Google+ Giuliano Lenni Weblog: MADE IN ITALY: UN VANTAGGIO COMPETITIVO CON LUCI ED OMBRE

Giuliano Lenni è nato e vive a Montepulciano con la moglie Carla e la figlia Agnese
Ragioniere, ex Ufficiale dell'Aeronautica Militare e Cavaliere della Repubblica
si occupa di attività imprenditoriali e culturali e di scrittura

Hotel Granducato | Aci e Walhalla | MontepulcianoHotels
L'Albergatore Informa |
Lions Club Valdichiana I Chiari
Una Divisa per Amico | Associazione Arma Aeronautica | Anioc
___________________________________________________________________

MADE IN ITALY: UN VANTAGGIO COMPETITIVO CON LUCI ED OMBRE


Cibo, viaggi, turismo, lusso e moda, ingegneria e auto, in particolare il marchio Ferrari: sono queste le categorie piu' cliccate sul web quando si guarda al Belpaese. E' quanto emerso dalla relazione di Stefano Maruzzi, responsabile di Google Italia, presentata al workshop ''(Made in) Italy works'', organizzato dalla Kpmg in collaborazione con Google, presso la Cantina Icario di Montepulciano. L'obiettivo del confronto era la discussione sul marchio ''Made in Italy'' e la sua spendibilita' per favorire i processi di internazionalizzazione delle imprese tricolori.

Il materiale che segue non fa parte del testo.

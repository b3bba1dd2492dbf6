//! IR command table
//!
//! Fixed 32-bit codes for the ELEGOO-style remote shipped with the robot.
//! One code, one action; anything else is ignored upstream.

use crate::devices::error::DeviceError;

/// Reset/restart the whole controller
pub const CODE_RESET: u32 = 0x00FF_A25D;
/// Switch control mode (manual <-> wall follow)
pub const CODE_MODE: u32 = 0x00FF_E21D;
/// Move forward
pub const CODE_FORWARD: u32 = 0x00FF_629D;
/// Move backward
pub const CODE_BACKWARD: u32 = 0x00FF_A857;
/// Turn left in place
pub const CODE_LEFT: u32 = 0x00FF_22DD;
/// Turn right in place
pub const CODE_RIGHT: u32 = 0x00FF_C23D;
/// Stop
pub const CODE_STOP: u32 = 0x00FF_02FD;
/// Decrease speed one step
pub const CODE_SPEED_DOWN: u32 = 0x00FF_E01F;
/// Increase speed one step
pub const CODE_SPEED_UP: u32 = 0x00FF_906F;

/// A decoded remote command
#[derive(Debug, Clone, Copy, PartialEq, Eq)]
#[cfg_attr(feature = "defmt", derive(defmt::Format))]
pub enum Command {
    /// Intentional whole-controller restart
    Reset,
    /// Toggle manual / wall-follow mode
    SwitchMode,
    Forward,
    Backward,
    TurnLeft,
    TurnRight,
    Stop,
    SpeedDown,
    SpeedUp,
}

impl Command {
    /// Map a raw 32-bit code to its command
    ///
    /// # Errors
    ///
    /// Returns `DeviceError::UnknownCommand` for any code not in the table.
    /// Callers log and ignore it; an unmapped button press is never fatal.
    pub fn from_code(code: u32) -> Result<Self, DeviceError> {
        match code {
            CODE_RESET => Ok(Command::Reset),
            CODE_MODE => Ok(Command::SwitchMode),
            CODE_FORWARD => Ok(Command::Forward),
            CODE_BACKWARD => Ok(Command::Backward),
            CODE_LEFT => Ok(Command::TurnLeft),
            CODE_RIGHT => Ok(Command::TurnRight),
            CODE_STOP => Ok(Command::Stop),
            CODE_SPEED_DOWN => Ok(Command::SpeedDown),
            CODE_SPEED_UP => Ok(Command::SpeedUp),
            _ => Err(DeviceError::UnknownCommand { code }),
        }
    }

    /// The raw code for this command (test scripting)
    pub fn code(self) -> u32 {
        match self {
            Command::Reset => CODE_RESET,
            Command::SwitchMode => CODE_MODE,
            Command::Forward => CODE_FORWARD,
            Command::Backward => CODE_BACKWARD,
            Command::TurnLeft => CODE_LEFT,
            Command::TurnRight => CODE_RIGHT,
            Command::Stop => CODE_STOP,
            Command::SpeedDown => CODE_SPEED_DOWN,
            Command::SpeedUp => CODE_SPEED_UP,
        }
    }
}

#[cfg(test)]
mod tests {
    use super::*;

    #[test]
    fn test_table_round_trips() {
        for cmd in [
            Command::Reset,
            Command::SwitchMode,
            Command::Forward,
            Command::Backward,
            Command::TurnLeft,
            Command::TurnRight,
            Command::Stop,
            Command::SpeedDown,
            Command::SpeedUp,
        ] {
            assert_eq!(Command::from_code(cmd.code()).unwrap(), cmd);
        }
    }

    #[test]
    fn test_forward_is_exact_code() {
        assert_eq!(Command::from_code(0x00FF_629D).unwrap(), Command::Forward);
    }

    #[test]
    fn test_unknown_code_is_surfaced_not_mapped() {
        assert_eq!(
            Command::from_code(0xDEAD_BEEF),
            Err(DeviceError::UnknownCommand { code: 0xDEAD_BEEF })
        );
    }
}
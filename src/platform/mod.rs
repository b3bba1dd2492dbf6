//! Platform abstraction layer
//!
//! This module provides hardware abstraction for the robot's peripherals.
//! All platform-specific code must stay behind these traits; drivers and
//! navigation logic never touch a register directly.

pub mod error;
pub mod traits;

// Mock backend (host tests and hardware-free integration)
#[cfg(any(test, feature = "mock"))]
pub mod mock;

// Re-export commonly used types
pub use error::{PlatformError, Result};
pub use traits::{
    AnalogInterface, EdgeCaptureInterface, GpioInterface, Platform, PulseLevel, PulseSample,
    PwmInterface, TimerInterface,
};
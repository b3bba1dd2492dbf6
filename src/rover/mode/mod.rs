//! Rover control modes
//!
//! Each control mode implements the `Mode` trait with enter/update/exit
//! lifecycle hooks. The supervisor loop runs the active mode's `update`
//! repeatedly and acts on the events it returns.
//!
//! ## Available Modes
//!
//! - **Manual**: IR remote teleop, no autonomous behavior
//! - **WallFollow**: autonomous wall tracking (corridor / corner / tight)

pub mod follow;
pub mod manual;

pub use follow::{FollowState, WallFollowMode};
pub use manual::ManualMode;

use crate::devices::error::Result;

/// Event surfaced by a mode's update step
#[derive(Debug, Clone, Copy, PartialEq, Eq)]
#[cfg_attr(feature = "defmt", derive(defmt::Format))]
pub enum ModeEvent {
    /// Nothing to report
    None,
    /// Operator asked to toggle manual / wall-follow
    SwitchMode,
    /// Operator asked for an intentional whole-controller restart
    ResetRequested,
}

/// Control mode trait
///
/// ## Lifecycle
///
/// 1. `enter()` - called once when the mode becomes active
/// 2. `update()` - called repeatedly while active; each call is one bounded
///    step (modes sequence themselves on blocking sensor reads, there is no
///    fixed tick)
/// 3. `exit()` - called once when leaving the mode; must leave the drive in
///    a safe state
pub trait Mode {
    /// Initialize mode (called once on mode entry)
    ///
    /// # Errors
    ///
    /// Returns an error if the mode cannot be entered (e.g. wall follow
    /// without a reachable wall).
    fn enter(&mut self) -> Result<()>;

    /// Run one control step
    ///
    /// # Errors
    ///
    /// Propagates device failures the mode could not absorb. Sensor timeouts
    /// inside a step fail safe (stop, hold state) and are not errors here.
    fn update(&mut self) -> Result<ModeEvent>;

    /// Cleanup mode (called once on mode exit)
    ///
    /// # Errors
    ///
    /// Propagates device failures; the drive must still be stopped.
    fn exit(&mut self) -> Result<()>;

    /// Mode name for logging
    fn name(&self) -> &'static str;
}
//! Timer interface trait
//!
//! Blocking delays plus a monotonic microsecond clock. Every wait in the
//! driver layer is a deadline loop over `now_us`, never an unbounded spin.

use crate::platform::Result;

/// Timer interface trait
pub trait TimerInterface {
    /// Block for the given number of microseconds
    ///
    /// # Errors
    ///
    /// Returns `PlatformError::Timer` if the delay cannot be programmed.
    fn delay_us(&mut self, us: u32) -> Result<()>;

    /// Block for the given number of milliseconds
    ///
    /// # Errors
    ///
    /// Returns `PlatformError::Timer` if the delay cannot be programmed.
    fn delay_ms(&mut self, ms: u32) -> Result<()> {
        self.delay_us(ms.saturating_mul(1000))
    }

    /// Monotonic time since boot in microseconds
    fn now_us(&self) -> u64;

    /// Monotonic time since boot in milliseconds
    fn now_ms(&self) -> u64 {
        self.now_us() / 1000
    }
}
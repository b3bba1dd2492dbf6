//! Platform error types
//!
//! This module defines error types for platform operations.

use core::fmt;

/// Result type for platform operations
pub type Result<T> = core::result::Result<T, PlatformError>;

/// Platform-level errors
///
/// All platform implementations map their HAL-specific errors to these variants.
#[derive(Debug, Clone, Copy, PartialEq, Eq)]
#[cfg_attr(feature = "defmt", derive(defmt::Format))]
pub enum PlatformError {
    /// GPIO operation failed
    Gpio(GpioError),
    /// PWM operation failed
    Pwm(PwmError),
    /// ADC operation failed
    Adc(AdcError),
    /// Edge capture operation failed
    Capture(CaptureError),
    /// Timer operation failed
    Timer(TimerError),
    /// Platform initialization failed
    InitializationFailed,
    /// Invalid configuration provided
    InvalidConfig,
    /// Resource not available
    ResourceUnavailable,
}

/// GPIO-specific errors
#[derive(Debug, Clone, Copy, PartialEq, Eq)]
#[cfg_attr(feature = "defmt", derive(defmt::Format))]
pub enum GpioError {
    /// Invalid pin number
    InvalidPin,
    /// Invalid mode for operation
    InvalidMode,
    /// Pin already in use
    PinInUse,
}

/// PWM-specific errors
#[derive(Debug, Clone, Copy, PartialEq, Eq)]
#[cfg_attr(feature = "defmt", derive(defmt::Format))]
pub enum PwmError {
    /// Channel not available
    ChannelUnavailable,
    /// Output not enabled
    NotEnabled,
}

/// ADC-specific errors
#[derive(Debug, Clone, Copy, PartialEq, Eq)]
#[cfg_attr(feature = "defmt", derive(defmt::Format))]
pub enum AdcError {
    /// Conversion did not complete
    ConversionFailed,
    /// Invalid channel number
    InvalidChannel,
}

/// Edge-capture-specific errors
#[derive(Debug, Clone, Copy, PartialEq, Eq)]
#[cfg_attr(feature = "defmt", derive(defmt::Format))]
pub enum CaptureError {
    /// Counter overflowed between edges
    Overflow,
    /// Capture unit not configured
    NotConfigured,
}

/// Timer-specific errors
#[derive(Debug, Clone, Copy, PartialEq, Eq)]
#[cfg_attr(feature = "defmt", derive(defmt::Format))]
pub enum TimerError {
    /// Timer overflow
    Overflow,
    /// Invalid duration
    InvalidDuration,
}

impl fmt::Display for PlatformError {
    fn fmt(&self, f: &mut fmt::Formatter<'_>) -> fmt::Result {
        match self {
            PlatformError::Gpio(e) => write!(f, "GPIO error: {:?}", e),
            PlatformError::Pwm(e) => write!(f, "PWM error: {:?}", e),
            PlatformError::Adc(e) => write!(f, "ADC error: {:?}", e),
            PlatformError::Capture(e) => write!(f, "capture error: {:?}", e),
            PlatformError::Timer(e) => write!(f, "timer error: {:?}", e),
            PlatformError::InitializationFailed => write!(f, "platform initialization failed"),
            PlatformError::InvalidConfig => write!(f, "invalid configuration"),
            PlatformError::ResourceUnavailable => write!(f, "resource not available"),
        }
    }
}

Un tema su cui si sono confrontati una quarantina di imprenditori ma anche politici e banchieri. Presenti il sottosegretario alla presidenza del Consiglio, Gianni Letta, e il presidente della Ferrari, Luca Cordero di Montezemolo, per loro due, forse, anche l'occasione di un faccia a faccia che pero' nessuno conferma. Poi Andrea Illy, presidente di IllyCaffe' e Giovanni Sabatini, Dg dell'Abi. Un seminario a porte chiuse moderato da Enrico Mentana. Dal dibattito e' emerso come il ''marchio Italy'' rappresenti ancora uno straordinario vantaggio competitivo per il sistema paese. Il sottosegretario Gianni Letta, con un intervento di 50 minuti, ha assicurato la disponibilita' del governo a sostenere il ''Made in Italy''. Ma non mancano i gap, come ''il ritardo delle imprese italiane che non usano abbastanza il canale commerciale on line'' ha detto Carlo D'Asario Biondo, vicepresidente di Google e responsabile di Europa, Africa e Medio Oriente. Poi servirebbe meno dispersione sulle iniziative, ''concentrare le risorse su pochi progetti'' ha osservato il sottosegretario al ministero degli affari esteri, Enzo Scotti. Nel corso del dibattito e' emersa la necessita' di migliorare il fronte della comunicazione, per un'Italia comunicata ancora male come paese. Il ricco parterre degli imprenditori si e' impegnato a formare gruppi di lavoro per sviluppare le tematiche emerse dal seminario.